Effects of TDCS Intervention on Neoadjuvant Chemotherapy in Breast Cancer Patients with Mild to Moderate Depression

Quick facts

Drugs / interventions tested

• tDCS — full drug profile →

Conditions studied

• Breast Cancer — all drugs for Breast Cancer →

Sponsor

Second Affiliated Hospital, School of Medicine, Zhejiang University

Who can join

Adults 18 to 65, female only, with Breast Cancer. Patients with the condition only — healthy volunteers not accepted.

Sponsor's own description

Depression and anxiety are associated with higher incidence of tumors, cancer-specific mortality, and all-cause mortality. Compared with patients with other types of cancer, breast cancer patients often accompany physical damage, changes in physiological status, decline in quality of life, sensitivity in interpersonal relationships, and side effects of drug treatment during the occurrence, development, and treatment of cancer, leading to long-term chronic mental stress. The prevalence of depression and anxiety in early-stage breast cancer patients in China is as high as 44.1% and 35.2%, respectively. A meta-analysis based on 282,203 breast cancer patients suggests that depression is related to breast cancer-specific mortality, and patients with breast cancer and depression have a poorer prognosis. Intervention in response to stressors may improve psychological and physiological adaptation processes and even benefit quality of life and clinical health outcomes.

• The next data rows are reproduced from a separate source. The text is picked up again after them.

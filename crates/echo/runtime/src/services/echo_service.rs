// Dotlanth
// Copyright (C) 2025 Synerthink

// This program is free software: you can redistribute it and/or modify
// it under the terms of the GNU Affero General Public License as published by
// the Free Software Foundation, either version 3 of the License, or
// (at your option) any later version.

// This program is distributed in the hope that it will be useful,
// but WITHOUT ANY WARRANTY; without even the implied warranty of
// MERCHANTABILITY or FITNESS FOR A PARTICULAR PURPOSE.  See the
// GNU Affero General Public License for more details.

// You should have received a copy of the GNU Affero General Public License
// along with this program.  If not, see <http://www.gnu.org/licenses/>.

//! Echo service implementation for gRPC
//!
//! Every handler answers with the `value` it received. Streaming handlers run
//! their loop on a spawned task that feeds a bounded outbound queue, so reading
//! requests and writing responses progress independently.

use futures::stream;
use std::pin::Pin;
use std::sync::Arc;
use std::time::Duration;
use tokio_stream::Stream;
use tonic::{Request, Response, Result as TonicResult, Status, Streaming};
use tracing::{debug, error, info, instrument, warn};

use crate::channel::{CallChannel, CallShape};
use crate::config::{EmptyStreamPolicy, RuntimeConfig};
use crate::proto::StringMessage;
use crate::proto::echo_service_server::EchoService;
use crate::shutdown::{CallCancellation, ShutdownSignal};

type ResponseStream = Pin<Box<dyn Stream<Item = Result<StringMessage, Status>> + Send>>;

/// Echo service; holds only read-only configuration, each call is independent
#[derive(Debug, Clone)]
pub struct EchoServiceImpl {
    config: Arc<RuntimeConfig>,
    shutdown: Option<ShutdownSignal>,
}

impl Default for EchoServiceImpl {
    fn default() -> Self {
        Self::new(RuntimeConfig::default())
    }
}

impl EchoServiceImpl {
    pub fn new(config: RuntimeConfig) -> Self {
        Self {
            config: Arc::new(config),
            shutdown: None,
        }
    }

    /// Cancel in-flight streams when `shutdown` fires
    pub fn with_shutdown(mut self, shutdown: ShutdownSignal) -> Self {
        self.shutdown = Some(shutdown);
        self
    }

    pub fn config(&self) -> &RuntimeConfig {
        &self.config
    }

    /// Echo every request on `inbound` back from a spawned task
    fn spawn_bidi_echo<S>(&self, inbound: S) -> ResponseStream
    where
        S: Stream<Item = Result<StringMessage, Status>> + Send + 'static,
    {
        let (channel, outbound) = CallChannel::<StringMessage, StringMessage>::server(
            "EchoBiDiStream",
            CallShape::BidiStreaming,
            inbound,
            self.config.stream_buffer_size,
            self.shutdown.clone(),
        );

        tokio::spawn(async move {
            let (mut send, mut recv) = channel.into_split();
            let mut echoing = true;

            loop {
                match recv.recv().await {
                    Ok(Some(message)) => {
                        debug!("Value from client: {}", message.value);
                        if !echoing {
                            continue;
                        }
                        if let Err(e) = send.send(message).await {
                            // Keep draining; the receive direction is unaffected
                            warn!("EchoBiDiStream stopped echoing: {}", e);
                            echoing = false;
                        }
                    }
                    Ok(None) => {
                        send.close_send();
                        break;
                    }
                    Err(e) => {
                        error!("Error while reading EchoBiDiStream requests: {}", e);
                        send.abort(e.into()).await;
                        break;
                    }
                }
            }

            send.finish();
            info!("EchoBiDiStream finished: {} received, {} echoed", recv.received(), send.sent());
        });

        outbound
    }
}

/// Sleep between two streamed copies; returns false if the call was cancelled meanwhile
async fn pace(interval: Duration, cancellation: &CallCancellation) -> bool {
    if interval.is_zero() {
        return true;
    }
    tokio::select! {
        _ = tokio::time::sleep(interval) => true,
        _ = cancellation.cancelled() => false,
    }
}

#[tonic::async_trait]
impl EchoService for EchoServiceImpl {
    type EchoServerStreamStream = ResponseStream;
    type EchoBiDiStreamStream = ResponseStream;

    #[instrument(skip(self, request))]
    async fn echo(&self, request: Request<StringMessage>) -> TonicResult<Response<StringMessage>> {
        let value = request.into_inner().value;
        info!("Echo called with: {}", value);

        Ok(Response::new(StringMessage { value }))
    }

    #[instrument(skip(self, request))]
    async fn echo_server_stream(&self, request: Request<StringMessage>) -> TonicResult<Response<Self::EchoServerStreamStream>> {
        let req = request.into_inner();
        info!("EchoServerStream called with: {}", req.value);

        let (mut channel, outbound) = CallChannel::<StringMessage, StringMessage>::server(
            "EchoServerStream",
            CallShape::ServerStreaming,
            stream::iter([Ok(req)]),
            self.config.stream_buffer_size,
            self.shutdown.clone(),
        );
        let repeat_count = self.config.repeat_count;
        let interval = self.config.stream_interval;

        tokio::spawn(async move {
            let message = match channel.recv().await {
                Ok(Some(message)) => message,
                _ => return,
            };
            let cancellation = channel.cancellation();

            for sent in 1..=repeat_count {
                // A failed send leaves the outbound stream to end with CANCELLED
                if let Err(e) = channel.send(message.clone()).await {
                    warn!("EchoServerStream stopped after {} of {} messages: {}", sent - 1, repeat_count, e);
                    return;
                }
                debug!("EchoServerStream sent {}/{}", sent, repeat_count);

                if sent < repeat_count && !pace(interval, &cancellation).await {
                    channel.send_half().abort(Status::cancelled("server shutting down")).await;
                    return;
                }
            }

            channel.close_send();
            info!("EchoServerStream finished after {} messages", repeat_count);
        });

        Ok(Response::new(outbound))
    }

    #[instrument(skip(self, request))]
    async fn echo_client_stream(&self, request: Request<Streaming<StringMessage>>) -> TonicResult<Response<StringMessage>> {
        info!("EchoClientStream called");

        let (channel, _outbound) =
            CallChannel::<StringMessage, StringMessage>::server("EchoClientStream", CallShape::ClientStreaming, request.into_inner(), 1, self.shutdown.clone());
        let (mut send, mut recv) = channel.into_split();

        let mut last: Option<StringMessage> = None;
        while let Some(message) = recv.recv().await? {
            debug!("Message from client: {}", message.value);
            last = Some(message);
        }
        send.finish();

        info!("Finished reading {} messages from client", recv.received());

        match (last, self.config.empty_stream_policy) {
            (Some(message), _) => Ok(Response::new(message)),
            (None, EmptyStreamPolicy::EmptyMessage) => Ok(Response::new(StringMessage::default())),
            (None, EmptyStreamPolicy::Reject) => Err(Status::invalid_argument("EchoClientStream received no messages")),
        }
    }

    #[instrument(skip(self, request))]
    async fn echo_bi_di_stream(&self, request: Request<Streaming<StringMessage>>) -> TonicResult<Response<Self::EchoBiDiStreamStream>> {
        info!("EchoBiDiStream called");
        Ok(Response::new(self.spawn_bidi_echo(request.into_inner())))
    }
}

More and more randomized controlled trials focus on improving the quality of life and adverse reactions of cancer patients after stress management, but there are few reports on the direct improvement of anti-tumor efficacy. Therefore, we plan to conduct a small sample, exploratory, randomized controlled study to clarify the impact of transcranial direct current stimulation (tDCS) intervention on the efficacy of neoadjuvant chemotherapy in breast cancer patients with depressive symptoms. Newly diagnosed breast cancer patients will be assessed for emotions by mental health professionals, with a PHQ9 score of 5-14 and ≥ 5 symptoms considered positive, combined with enrollment criteria for screening. Patients who meet the enrollment criteria will be randomly divided into the control group (i.e., supportive psychotherapy group) and the experimental group (i.e., tDCS + supportive psychotherapy group). The primary study endpoint is the objective remission rate (ORR) of neoadjuvant treatment. This study aims to improve the depressive state of breast cancer patients undergoing neoadjuvant chemotherapy through physical therapy (tDCS) and to clarify whether there is a correlation between emotional intervention and neoadjuvant efficacy.

Publications & conference data

No peer-reviewed publications indexed yet for this trial.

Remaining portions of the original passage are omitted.